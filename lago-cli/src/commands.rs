//! Command implementations for the lago CLI.

use anyhow::Context;
use chrono::{Local, NaiveDate};
use clap::Subcommand;
use lago_assets::AssetDir;
use lago_chart::{render_heatmap_svg, render_trend_svg};
use lago_core::date_window::DateWindow;
use lago_core::density;
use lago_core::image::{ImageVariant, ResolvedImage};
use lago_core::observation::DATE_FORMAT;
use lago_core::partition::partition;
use lago_core::report;
use lago_db::Database;
use std::fs;
use std::path::{Path, PathBuf};

#[derive(Subcommand)]
pub enum Command {
    /// List the lakes present in the observations file
    Lakes {
        /// Observations CSV (lake,date,pixel,polygon)
        #[arg(long)]
        data: PathBuf,
    },
    /// Print the filtered series with its boundary captures
    Report {
        #[arg(long)]
        data: PathBuf,
        /// Root of the image asset tree
        #[arg(long)]
        assets: PathBuf,
        #[arg(long)]
        lake: String,
        /// Start date, YYYY-MM-DD
        #[arg(long)]
        start: Option<String>,
        /// End date, YYYY-MM-DD
        #[arg(long)]
        end: Option<String>,
        /// Image variant: raw or border
        #[arg(long)]
        itype: Option<String>,
        /// Directory to write the resolved boundary images into
        #[arg(long)]
        image_out: Option<PathBuf>,
    },
    /// Print the dated footprints for a range as JSON
    Polygons {
        #[arg(long)]
        data: PathBuf,
        #[arg(long)]
        lake: String,
        #[arg(long)]
        start: Option<String>,
        #[arg(long)]
        end: Option<String>,
    },
    /// Render the past/future water-level trend chart
    Trend {
        #[arg(long)]
        data: PathBuf,
        #[arg(long)]
        lake: String,
        /// Reference date for the past/future split; defaults to today
        #[arg(long)]
        reference: Option<String>,
        /// Output SVG path
        #[arg(long)]
        out: PathBuf,
    },
    /// Render the boundary-density heatmap for a range
    Heatmap {
        #[arg(long)]
        data: PathBuf,
        #[arg(long)]
        lake: String,
        #[arg(long)]
        start: Option<String>,
        #[arg(long)]
        end: Option<String>,
        /// Output SVG path
        #[arg(long)]
        out: PathBuf,
    },
}

pub fn run(command: Command) -> anyhow::Result<()> {
    match command {
        Command::Lakes { data } => {
            let db = load_database(&data)?;
            for lake in report::list_lakes(&db)? {
                println!("{lake}");
            }
            Ok(())
        }
        Command::Report {
            data,
            assets,
            lake,
            start,
            end,
            itype,
            image_out,
        } => {
            let db = load_database(&data)?;
            let asset_dir = AssetDir::new(assets);
            let window = DateWindow::parse(start.as_deref(), end.as_deref())?;
            let variant = ImageVariant::parse(itype.as_deref())?;
            let result = report::series_report(&db, &asset_dir, &lake, &window, variant)?;

            println!(
                "{}: {} observations, {} .. {}",
                result.lake, result.count, result.earliest_date, result.latest_date
            );
            for sample in &result.samples {
                println!("{}  {}", sample.date.format(DATE_FORMAT), sample.pixel);
            }
            describe_image("latest", &result.latest_image);
            describe_image("earliest", &result.earliest_image);

            if let Some(dir) = image_out {
                fs::create_dir_all(&dir)?;
                write_image(&dir, &result.lake, variant, &result.latest_image)?;
                write_image(&dir, &result.lake, variant, &result.earliest_image)?;
            }
            Ok(())
        }
        Command::Polygons {
            data,
            lake,
            start,
            end,
        } => {
            let db = load_database(&data)?;
            let window = DateWindow::parse(start.as_deref(), end.as_deref())?;
            let entries = report::polygon_history(&db, &lake, &window)?;
            println!("{}", serde_json::to_string_pretty(&entries)?);
            Ok(())
        }
        Command::Trend {
            data,
            lake,
            reference,
            out,
        } => {
            let db = load_database(&data)?;
            let reference = match reference.as_deref() {
                Some(value) => NaiveDate::parse_from_str(value, DATE_FORMAT)
                    .with_context(|| format!("invalid reference date: {value}"))?,
                None => Local::now().naive_local().date(),
            };
            let series = report::fetch_series(&db, &lake, &DateWindow::unbounded())?;
            let split = partition(&series, reference);
            log::info!(
                "trend: {} past and {} future points around {}",
                split.past.len(),
                split.future.len(),
                reference
            );

            let mut svg = String::new();
            render_trend_svg(&lake, &split, &mut svg)
                .map_err(|e| anyhow::anyhow!("chart rendering failed: {e}"))?;
            fs::write(&out, svg)?;
            println!("wrote {}", out.display());
            Ok(())
        }
        Command::Heatmap {
            data,
            lake,
            start,
            end,
            out,
        } => {
            let db = load_database(&data)?;
            let window = DateWindow::parse(start.as_deref(), end.as_deref())?;
            let series = report::fetch_series(&db, &lake, &window)?;
            let map = density::aggregate(&series)?;
            log::info!(
                "heatmap: {} distinct coordinates from {} observations",
                map.points.len(),
                series.len()
            );

            let mut svg = String::new();
            render_heatmap_svg(&map, &mut svg)
                .map_err(|e| anyhow::anyhow!("chart rendering failed: {e}"))?;
            fs::write(&out, svg)?;
            println!("wrote {}", out.display());
            Ok(())
        }
    }
}

fn load_database(path: &Path) -> anyhow::Result<Database> {
    let csv_data = fs::read_to_string(path)
        .with_context(|| format!("failed to read observations file {}", path.display()))?;
    let db = Database::new()?;
    db.load_observations(&csv_data)?;
    Ok(db)
}

fn describe_image(label: &str, resolved: &ResolvedImage) {
    match &resolved.image {
        Some(bytes) => println!(
            "{label} image: {} ({} bytes)",
            resolved.date.format(DATE_FORMAT),
            bytes.len()
        ),
        None => println!(
            "{label} image: none available (anchor {})",
            resolved.date.format(DATE_FORMAT)
        ),
    }
}

fn write_image(
    dir: &Path,
    lake: &str,
    variant: ImageVariant,
    resolved: &ResolvedImage,
) -> anyhow::Result<()> {
    if let Some(bytes) = &resolved.image {
        let path = dir.join(format!(
            "{lake}-{variant}-{}.jpg",
            resolved.date.format(DATE_FORMAT)
        ));
        fs::write(&path, bytes)?;
        println!("saved {}", path.display());
    }
    Ok(())
}

#[cfg(test)]
mod tests {
    use super::*;

    #[test]
    fn run_report_end_to_end_with_fallback_capture() {
        let tmp = tempfile::tempdir().unwrap();
        let data = tmp.path().join("observations.csv");
        fs::write(
            &data,
            concat!(
                "van,2024-03-01,10.0,\n",
                "van,2024-03-03,12.0,\n",
                "van,2024-03-05,15.0,\n",
            ),
        )
        .unwrap();

        let assets = tmp.path().join("assets");
        let raw = assets.join("raw").join("van");
        fs::create_dir_all(&raw).unwrap();
        fs::write(raw.join("2024-03-03.jpg"), b"capture").unwrap();

        let image_out = tmp.path().join("out");
        run(Command::Report {
            data: data.clone(),
            assets,
            lake: "van".to_string(),
            start: None,
            end: None,
            itype: None,
            image_out: Some(image_out.clone()),
        })
        .unwrap();

        // Both anchors fall back onto the single 03-03 capture.
        let saved = image_out.join("van-raw-2024-03-03.jpg");
        assert!(saved.exists(), "resolved image should be written to disk");
    }

    #[test]
    fn run_heatmap_writes_an_svg() {
        let tmp = tempfile::tempdir().unwrap();
        let data = tmp.path().join("observations.csv");
        fs::write(
            &data,
            "van,2024-03-01,10.0,\"{\"\"coordinates\"\": [[[0.0, 0.0], [4.0, 0.0], [2.0, 3.0], [0.0, 0.0]]]}\"\n",
        )
        .unwrap();

        let out = tmp.path().join("heatmap.svg");
        run(Command::Heatmap {
            data,
            lake: "van".to_string(),
            start: None,
            end: None,
            out: out.clone(),
        })
        .unwrap();
        let svg = fs::read_to_string(out).unwrap();
        assert!(svg.contains("<svg"));
    }

    #[test]
    fn run_rejects_an_inverted_window() {
        let tmp = tempfile::tempdir().unwrap();
        let data = tmp.path().join("observations.csv");
        fs::write(&data, "van,2024-03-01,10.0,\n").unwrap();

        let err = run(Command::Polygons {
            data,
            lake: "van".to_string(),
            start: Some("2024-03-05".to_string()),
            end: Some("2024-03-01".to_string()),
        })
        .unwrap_err();
        assert!(err.to_string().contains("after end date"));
    }
}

Exercise details: Scan the records above and tell how many lines include the word "range"; the number is all that should be written.

Answer box: 2